FrightFest 2022: The Lair

★★☆☆☆

Neil Marshall, director of Dog Soldiers and The Descent, opens up this year’s FrightFest with his new film, The Lair.

★★☆☆☆

Neil Marshall, director of Dog Soldiers and The Descent, opens up this year’s FrightFest with his new film, The Lair.


If you’ve never been to FrightFest, the UK’s biggest horror film festival, you really should change that. Taking place at Leicester Square over the August bank holiday weekend, this is 5 days of blood, gore and guts but also a strong sense of community. 

Things kicked off on Thursday evening with the opening film, The Lair. Directed by Neil Marshall, this one had high expectations. Marshall is a bit of a legend in the genre circles, he did direct cult classics The Descent and Dog Soldiers after all. It’s a shame the skill level of those films is nowhere to be seen in The Lair. 

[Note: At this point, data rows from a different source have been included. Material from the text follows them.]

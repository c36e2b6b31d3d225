//! Default values shared by the settings model and its loader.

use camino::Utf8PathBuf;

use crate::address::Address;

/// Prefix for environment-variable overrides (`DETECTMATE_LOG_LEVEL` etc.).
pub const ENV_PREFIX: &str = "DETECTMATE_";

/// Component type assigned when none is configured.
pub const DEFAULT_COMPONENT_TYPE: &str = "core";

/// Directory for per-component log files.
pub const DEFAULT_LOG_DIR: &str = "./logs";

/// Default log level expression.
pub const DEFAULT_LOG_LEVEL: &str = "INFO";

/// Receive timeout for the command channel, in milliseconds.
pub const DEFAULT_MANAGER_RECV_TIMEOUT_MS: u64 = 100;

/// Join budget for the manager worker, in seconds.
pub const DEFAULT_MANAGER_JOIN_TIMEOUT_SECS: f64 = 1.0;

/// Receive timeout for the engine input channel, in milliseconds.
pub const DEFAULT_ENGINE_RECV_TIMEOUT_MS: u64 = 100;

/// Dial budget for each output peer, in milliseconds.
pub const DEFAULT_OUT_DIAL_TIMEOUT_MS: u64 = 1000;

/// Send-buffer size per output socket, in bytes.
pub const DEFAULT_OUT_BUFFER_SIZE: usize = 8192;

/// Default command-channel endpoint.
#[must_use]
pub fn default_manager_addr() -> Address {
    Address::Ipc {
        path: Utf8PathBuf::from("/tmp/detectmate.cmd.ipc"),
    }
}

/// Default engine input endpoint.
#[must_use]
pub fn default_engine_addr() -> Address {
    Address::Ipc {
        path: Utf8PathBuf::from("/tmp/detectmate.engine.ipc"),
    }
}

/// Default log directory.
#[must_use]
pub fn default_log_dir() -> Utf8PathBuf {
    Utf8PathBuf::from(DEFAULT_LOG_DIR)
}
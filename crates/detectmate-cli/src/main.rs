//! CLI entrypoint for DetectMate service control.
//!
//! The binary delegates to [`detectmate_cli::run`], which parses the
//! subcommand, loads settings, and either hosts a service (`start`) or talks
//! to a running one over its command channel.

use std::process::ExitCode;

fn main() -> ExitCode {
    detectmate_cli::run(std::env::args_os())
}
//! Length-prefixed message framing.
//!
//! Every payload is preceded by a 4-byte big-endian length. The cap bounds
//! memory per connection; anything larger is treated as a protocol violation.

use std::io::{self, Read, Write};

/// Maximum size of a single framed payload in bytes.
pub const MAX_FRAME_BYTES: usize = 16 * 1024 * 1024;

/// Writes one framed payload and flushes the stream.
pub fn write_frame(writer: &mut impl Write, payload: &[u8]) -> io::Result<()> {
    let length = u32::try_from(payload.len())
        .ok()
        .filter(|length| *length as usize <= MAX_FRAME_BYTES)
        .ok_or_else(|| io::Error::new(io::ErrorKind::InvalidData, "payload exceeds frame limit"))?;
    writer.write_all(&length.to_be_bytes())?;
    writer.write_all(payload)?;
    writer.flush()
}

/// Reads one framed payload, blocking until it is complete.
pub fn read_frame(reader: &mut impl Read) -> io::Result<Vec<u8>> {
    let mut header = [0_u8; 4];
    reader.read_exact(&mut header)?;
    let length = u32::from_be_bytes(header) as usize;
    if length > MAX_FRAME_BYTES {
        return Err(io::Error::new(
            io::ErrorKind::InvalidData,
            "frame exceeds size limit",
        ));
    }
    let mut payload = vec![0_u8; length];
    reader.read_exact(&mut payload)?;
    Ok(payload)
}

/// Extracts one complete frame from an accumulation buffer, if present.
///
/// Used by the sliced socket readers, which interleave short reads with
/// close-flag checks and therefore cannot block in [`read_frame`].
pub(crate) fn extract_frame(buffer: &mut Vec<u8>) -> io::Result<Option<Vec<u8>>> {
    if buffer.len() < 4 {
        return Ok(None);
    }
    let mut header = [0_u8; 4];
    header.copy_from_slice(&buffer[..4]);
    let length = u32::from_be_bytes(header) as usize;
    if length > MAX_FRAME_BYTES {
        return Err(io::Error::new(
            io::ErrorKind::InvalidData,
            "frame exceeds size limit",
        ));
    }
    if buffer.len() < 4 + length {
        return Ok(None);
    }
    let payload = buffer[4..4 + length].to_vec();
    buffer.drain(..4 + length);
    Ok(Some(payload))
}
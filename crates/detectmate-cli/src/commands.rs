//! Implementations of the lifecycle subcommands.

use std::fs;
use std::sync::Arc;
use std::thread;

use camino::Utf8Path;
use signal_hook::consts::signal::{SIGINT, SIGTERM};
use signal_hook::iterator::Signals;
use tracing::info;

use detectmate_config::Settings;
use detectmate_service::{LifecycleLatch, PassthroughProcessor, Service};

use crate::client;
use crate::errors::AppError;

const CLI_TARGET: &str = concat!(env!("CARGO_PKG_NAME"), "::commands");

/// Hosts a generic core service in the foreground until stopped.
///
/// Stop arrives either as a `stop` command on the manager channel or as
/// SIGINT/SIGTERM; both set the lifecycle latch and unwind through the
/// normal teardown path.
pub(crate) fn start(
    settings_path: Option<&Utf8Path>,
    config_path: Option<&Utf8Path>,
) -> Result<(), AppError> {
    let mut settings = load_settings(settings_path)?;
    if let Some(config) = config_path {
        if !config.as_std_path().exists() {
            return Err(AppError::ConfigNotFound {
                path: config.to_path_buf(),
            });
        }
        settings.config_file = Some(config.to_path_buf());
    }

    let service = Service::new(settings, Arc::new(PassthroughProcessor))?;
    install_signal_handler(service.latch())?;
    service.setup_io()?;
    info!(
        target: CLI_TARGET,
        component_id = %service.settings().component_id,
        "service running"
    );
    service.run();
    Ok(())
}

pub(crate) fn stop(settings_path: &Utf8Path) -> Result<String, AppError> {
    let settings = load_settings(Some(settings_path))?;
    client::request(&settings.manager_addr, "stop")
}

pub(crate) fn status(settings_path: &Utf8Path) -> Result<String, AppError> {
    let settings = load_settings(Some(settings_path))?;
    client::request(&settings.manager_addr, "status")
}

pub(crate) fn reconfigure(
    settings_path: &Utf8Path,
    config_path: &Utf8Path,
    persist: bool,
) -> Result<String, AppError> {
    let settings = load_settings(Some(settings_path))?;
    let payload = read_config_payload(config_path)?;
    let command = if persist {
        format!("reconfigure persist {payload}")
    } else {
        format!("reconfigure {payload}")
    };
    client::request(&settings.manager_addr, &command)
}

/// Loads settings, requiring an explicitly named file to exist.
fn load_settings(path: Option<&Utf8Path>) -> Result<Settings, AppError> {
    if let Some(path) = path
        && !path.as_std_path().exists()
    {
        return Err(AppError::SettingsNotFound {
            path: path.to_path_buf(),
        });
    }
    Ok(Settings::from_yaml(path)?)
}

/// Reads a YAML parameters file and re-encodes it as the JSON command payload.
fn read_config_payload(path: &Utf8Path) -> Result<String, AppError> {
    if !path.as_std_path().exists() {
        return Err(AppError::ConfigNotFound {
            path: path.to_path_buf(),
        });
    }
    let text = fs::read_to_string(path.as_std_path()).map_err(|source| AppError::ReadConfig {
        path: path.to_path_buf(),
        source,
    })?;
    let data: serde_json::Value =
        serde_yaml::from_str(&text).map_err(|source| AppError::ParseConfig {
            path: path.to_path_buf(),
            source,
        })?;
    serde_json::to_string(&data).map_err(AppError::EncodeConfig)
}

fn install_signal_handler(latch: Arc<LifecycleLatch>) -> Result<(), AppError> {
    let mut signals =
        Signals::new([SIGINT, SIGTERM]).map_err(|source| AppError::Signals { source })?;
    thread::spawn(move || {
        if let Some(signal) = signals.forever().next() {
            info!(target: CLI_TARGET, signal, "shutdown signal received");
            latch.set();
        }
    });
    Ok(())
}
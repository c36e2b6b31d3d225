//! Socket capability trait and the factory strategy contracts.
//!
//! The engine and manager never touch a concrete transport: they receive
//! sockets from a factory and speak [`MessageSocket`] only. Tests inject
//! in-memory factories; production wiring uses the stream-backed ones.

use std::sync::Arc;
use std::time::Duration;

use detectmate_config::Address;

use super::SocketError;
use super::dialer::StreamDialSocket;
use super::listener::StreamListenerSocket;

/// Minimal duplex message socket capability.
///
/// Methods take `&self`: implementations synchronize internally so `close`
/// may be called from any thread to unblock a pending `recv`.
pub trait MessageSocket: Send + Sync {
    /// Receives one message, blocking up to the receive timeout.
    fn recv(&self) -> Result<Vec<u8>, SocketError>;
    /// Sends one message, blocking until the transport accepts it.
    fn send(&self, payload: &[u8]) -> Result<(), SocketError>;
    /// Closes the socket; pending operations observe [`SocketError::Closed`].
    fn close(&self) -> Result<(), SocketError>;
    /// Adjusts the receive window.
    fn set_recv_timeout(&self, timeout: Duration);
}

/// Options applied to a dialing output socket.
#[derive(Debug, Clone, Copy)]
pub struct DialOptions {
    /// Budget for one connection attempt.
    pub dial_timeout: Duration,
    /// Send-buffer size in bytes.
    pub buffer_size: usize,
}

/// Produces the request/reply server socket for the command channel.
pub trait ManagerSocketFactory: Send + Sync {
    /// Creates a socket bound on `addr`.
    fn create(&self, addr: &Address) -> Result<Arc<dyn MessageSocket>, SocketError>;
}

/// Produces the engine-side sockets.
pub trait EngineSocketFactory: Send + Sync {
    /// Creates the input socket bound on `addr`.
    fn bind(&self, addr: &Address) -> Result<Arc<dyn MessageSocket>, SocketError>;
    /// Creates an output socket that dials `addr` in the background.
    fn connect(
        &self,
        addr: &Address,
        options: DialOptions,
    ) -> Result<Arc<dyn MessageSocket>, SocketError>;
}

impl MessageSocket for StreamListenerSocket {
    fn recv(&self) -> Result<Vec<u8>, SocketError> {
        Self::recv(self)
    }

    fn send(&self, payload: &[u8]) -> Result<(), SocketError> {
        Self::send(self, payload)
    }

    fn close(&self) -> Result<(), SocketError> {
        Self::close(self)
    }

    fn set_recv_timeout(&self, timeout: Duration) {
        Self::set_recv_timeout(self, timeout);
    }
}

impl MessageSocket for StreamDialSocket {
    fn recv(&self) -> Result<Vec<u8>, SocketError> {
        Self::recv(self)
    }

    fn send(&self, payload: &[u8]) -> Result<(), SocketError> {
        Self::send(self, payload)
    }

    fn close(&self) -> Result<(), SocketError> {
        Self::close(self)
    }

    fn set_recv_timeout(&self, timeout: Duration) {
        Self::set_recv_timeout(self, timeout);
    }
}

/// Stream-backed command-channel factory covering ipc and tcp.
#[derive(Debug, Default, Clone, Copy)]
pub struct StreamManagerSocketFactory;

impl ManagerSocketFactory for StreamManagerSocketFactory {
    fn create(&self, addr: &Address) -> Result<Arc<dyn MessageSocket>, SocketError> {
        Ok(Arc::new(StreamListenerSocket::bind(addr)?))
    }
}

/// Stream-backed engine socket factory covering ipc and tcp.
#[derive(Debug, Default, Clone, Copy)]
pub struct StreamEngineSocketFactory;

impl EngineSocketFactory for StreamEngineSocketFactory {
    fn bind(&self, addr: &Address) -> Result<Arc<dyn MessageSocket>, SocketError> {
        Ok(Arc::new(StreamListenerSocket::bind(addr)?))
    }

    fn connect(
        &self,
        addr: &Address,
        options: DialOptions,
    ) -> Result<Arc<dyn MessageSocket>, SocketError> {
        Ok(Arc::new(StreamDialSocket::connect(addr, options)?))
    }
}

Kate Sinclair is a maverick Royal Air Force pilot, currently flying over Afghanistan. She’s shot down and comes across a strange, Russian bunker that holds something strange and terrifying within it. She’s rescued by a near-by army unit, but Sinclair has accidentally awoken the bunker’s inhabitants who are in full attack mode. 

the lair monster

There is a lot of fun to be had with The Lair. It’s full of wonderful camp and cheesy lines, with some satisfying gore to keep the real gorehounds (like yours truly) happy. It’s undoubtedly a fun film, but perhaps not for the reasons intended. 

Marshall, who has gone on to have a very successful TV career, is working with a very small budget here and it shows. The CGI looks unfinished, the sets are less than stellar and more than anything, the entire film is just all over the place. The phrase, ‘it’s so bad, it’s good’ comes to mind and there are a few individual moments where this applies, but for the most part, The Lair is a missed opportunity. 

While the setting is reminiscent of Dog Soldiers (also playing at FrightFest, in glorious 4K, courtesy of Second Sight Films), The Lair is never as clever or tense as that film. While the 90 minute runtime whizzes by, The Lair lacks that second gear, that extra something. The film goes stale and either fails or just plain refuses to reinvent itself enough to salvage the narrative. 

Charlotte Kirk, who also starred in Marshall’s previous film The Reckoning, plays Sinclair with a straight-faced stoicism that leaves the character feeling cold. In fact, the entire cast takes the film way too seriously. Only Hadi Khanjanpour, who plays a friendly Afghan Kabir, seems to be in on the joke and his performance is the best out of the lot. 

the lair soldiers

The Lair still excels in the creature design. The monsters that crawl out of the bunker are nasty and real, proving that it’s almost always better to stick a guy in a suit than CGI-ing an entire creature. Marshall carefully controls how much we see of them at first, which creates fun, tense anticipation. It’s a shame the rest of the film is nowhere near as tense as needed.

The Lair leaves a lot to be desired. It might become a future cult classic, but its tone is too inconsistent and it can’t decide whether it’s a comedy creature feature or a straight up horror film.